The pfdhfr gene analysis revealed the existence of seven haplotypes: six associated with drug resistance profiles (ARICNVI, ACICNVI, ACICNVL, ACNRNVI, ACNCNVI and ACIRNVI) and one, from Paragominas locality, associated with SP sensitivity (ACNCSVI). The drug resistance pfdhfr haplotypes displayed up to three (50R + 51I and 108N; 51I + 108N and 164L, or 51I + 59R and 108N) out of seven SNPs herein analysed. Concerning the pfdhps gene, three single haplotypes (SGEGA, SGEAA, SGKAA), displaying up to three (437G + 540E and 581G) out of the five SNPs analysed were observed and, in this case, no drug sensitive haplotype (SAKAA) was detected. In relation to pfcrt gene, two single haplotypes were observed: the SVMNT CQ-resistant in 97% of the samples and the CVMNK CQ-sensitive in the same sample from Paragominas that showed the sensitive genotype to SP (pfdhfr gene). All the three genes displayed at least one mixed haplotype. These results are summarized in Table 1.

Table 1.

Pfcrt, pfdhfr and pfdhps haplotypes of P. falciparum parasites from Paragominas (PRG) and Porto Velho (PV), Brazilian Amazon.

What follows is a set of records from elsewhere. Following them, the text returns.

#[async_trait]
impl ApiKeyRepository for PgApiKeyRepository {
    async fn insert(&self, key: &ApiKey) -> Result<()> {
        let sql = "INSERT INTO api_keys (id, name, key_hash, key_preview, user_id, store_id, \
             permissions, scopes, last_used_at, usage_count, is_active, expires_at, \
             created_at, updated_at, revoked_at, revoked_by, metadata) \
             VALUES ($1, $2, $3, $4, $5, $6, $7, $8, NULL, 0, TRUE, $9, NOW(), NOW(), NULL, NULL, $10)";
        sqlx::query(sql)
            .bind(key.id)
            .bind(&key.name)
            .bind(&key.key_hash)
            .bind(&key.key_preview)
            .bind(&key.user_id)
            .bind(&key.store_id)
            .bind(serde_json::to_value(&key.permissions)?)
            .bind(&key.scopes)
            .bind(key.expires_at)
            .bind(serde_json::Value::Object(key.metadata.clone()))
            .execute(&self.pool)
            .await?;
        Ok(())
    }

    async fn find_candidates(&self) -> Result<Vec<ApiKey>> {
        let sql = format!(
            "SELECT {API_KEY_COLUMNS} FROM api_keys \
             WHERE is_active = TRUE AND revoked_at IS NULL \
               AND (expires_at IS NULL OR expires_at > NOW())"
        );
        let rows: Vec<ApiKeyRow> = sqlx::query_as(&sql).fetch_all(&self.pool).await?;
        Ok(rows.into_iter().map(ApiKeyRow::into_key).collect())
    }

    async fn record_usage(&self, id: uuid::Uuid) -> Result<()> {
        let sql = "UPDATE api_keys SET usage_count = usage_count + 1, last_used_at = NOW(), \
             updated_at = NOW() WHERE id = $1";
        sqlx::query(sql).bind(id).execute(&self.pool).await?;
        Ok(())
    }

    async fn revoke(&self, id: uuid::Uuid, revoked_by: &str, reason: Option<&str>) -> Result<bool> {
        let sql = "UPDATE api_keys SET is_active = FALSE, revoked_at = NOW(), revoked_by = $2, \
             updated_at = NOW(), \
             metadata = metadata || jsonb_build_object('revocation_reason', $3::text) \
             WHERE id = $1 AND revoked_at IS NULL";
        let result = sqlx::query(sql)
            .bind(id)
            .bind(revoked_by)
            .bind(reason.unwrap_or("unspecified"))
            .execute(&self.pool)
            .await?;
        Ok(result.rows_affected() > 0)
    }

    async fn find_by_user(&self, user_id: &str) -> Result<Vec<ApiKey>> {
        let sql = format!(
            "SELECT {API_KEY_COLUMNS} FROM api_keys WHERE user_id = $1 ORDER BY created_at DESC"
        );
        let rows: Vec<ApiKeyRow> = sqlx::query_as(&sql)
            .bind(user_id)
            .fetch_all(&self.pool)
            .await?;
        Ok(rows.into_iter().map(ApiKeyRow::into_key).collect())
    }

    async fn ping(&self) -> Result<()> {
        sqlx::query("SELECT 1").execute(&self.pool).await?;
        Ok(())
    }
}
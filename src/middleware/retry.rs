//! Bounded retries for transient upstream failures.
//!
//! A call gets an attempt budget; only failures the taxonomy classifies as
//! transport-level ([`Error::is_retryable`]) spend it. Credential,
//! permission and validation failures surface on the first attempt. Pauses
//! between attempts grow exponentially up to the configured cap.

use std::future::Future;

use backoff::backoff::Backoff;
use backoff::{ExponentialBackoff, ExponentialBackoffBuilder};
use tokio::time::sleep;
use tracing::debug;

use crate::Error;
use crate::config::RetryConfig;

/// Retry policy for one class of outbound calls.
#[derive(Clone)]
pub struct RetryPolicy {
    config: RetryConfig,
}

impl RetryPolicy {
    /// Create from config.
    #[must_use]
    pub fn new(config: &RetryConfig) -> Self {
        Self {
            config: config.clone(),
        }
    }

    /// Policy that never retries.
    #[must_use]
    pub fn disabled() -> Self {
        Self {
            config: RetryConfig {
                enabled: false,
                max_attempts: 1,
                ..RetryConfig::default()
            },
        }
    }

    /// Whether retries apply at all.
    #[must_use]
    pub fn is_enabled(&self) -> bool {
        self.config.enabled
    }

    /// Total attempt budget, first call included. A disabled policy budgets
    /// exactly one attempt.
    #[must_use]
    pub fn attempt_budget(&self) -> u32 {
        if self.config.enabled {
            self.config.max_attempts.max(1)
        } else {
            1
        }
    }

    /// Exponential pause sequence between attempts.
    pub(crate) fn pauses(&self) -> ExponentialBackoff {
        ExponentialBackoffBuilder::new()
            .with_initial_interval(self.config.initial_backoff())
            .with_max_interval(self.config.max_backoff())
            .with_multiplier(self.config.multiplier)
            .with_max_elapsed_time(None)
            .build()
    }
}

/// Run `call` until it succeeds, fails non-transiently, or the attempt
/// budget is spent.
///
/// # Errors
///
/// Returns the first non-transient error immediately, or the last transient
/// error once the budget runs out.
pub async fn with_retry<F, Fut, T>(
    policy: &RetryPolicy,
    operation: &str,
    mut call: F,
) -> Result<T, Error>
where
    F: FnMut() -> Fut,
    Fut: Future<Output = Result<T, Error>>,
{
    let budget = policy.attempt_budget();
    let mut pauses = policy.pauses();

    let mut outcome = call().await;
    for spent in 1..budget {
        let cause = match outcome {
            Ok(value) => return Ok(value),
            Err(e) if !e.is_retryable() => return Err(e),
            Err(e) => e,
        };

        let Some(pause) = pauses.next_backoff() else {
            return Err(cause);
        };
        debug!(
            op = operation,
            spent,
            budget,
            pause_ms = pause.as_millis(),
            cause = %cause,
            "Upstream call failed transiently, pausing before next attempt"
        );
        sleep(pause).await;
        outcome = call().await;
    }

    if let Err(cause) = &outcome {
        if budget > 1 && cause.is_retryable() {
            debug!(op = operation, budget, cause = %cause, "Attempt budget spent, surfacing transient failure");
        }
    }
    outcome
}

Gene Haplotypes n (Locality) % Mutated codons
pfcrt SVMNT 63 (18 PRG and 45 PV) 97 2

CVMNK 1 (PRG) 1.5 0

C/S VMNT 1 (PV) 1.5 1 or 2

pfdhfr ARICNVI 27 (14 PRG and 13 PV) 52 3

ACICNVI 3 (1 PRG and 2 PV) 6 2

ACICNVL 17 (1 PRG and 16 PV) 33 3

ACNRNVI 1 (PV) 2 2

ACIRNVI 1 (PV) 2 3

ACNCNVI 1 (PRG) 2 1

ACNCSVI 1 (PRG) 2 0

ARICNV I/L 1 (PRG) 2 3 or 4

pfdhps SGEGA 41 (17 PRG and 24 PV) 65 3

SGEAA 9 (1 PRG and 8 PV) 14 2

SGKAA 10 (PV) 16 1

SGE A/G A 1 (PRG) 1.5 2 or 3

SGE/K AA 1 (PV) 1.5 1 or 2

SGE/K A/G A 1 (PV) 1.5 1, 2 or 3

Codon positions: pfcrt 72 to 76 (n = 65); pfdhfr 16, 50, 51, 59, 108, 140 and 164 (n = 52); and pfdhps 436, 437, 540, 581 and 613 (n = 63). The sensitive haplotypes are shown in bold characters and the mutated codons are underlined.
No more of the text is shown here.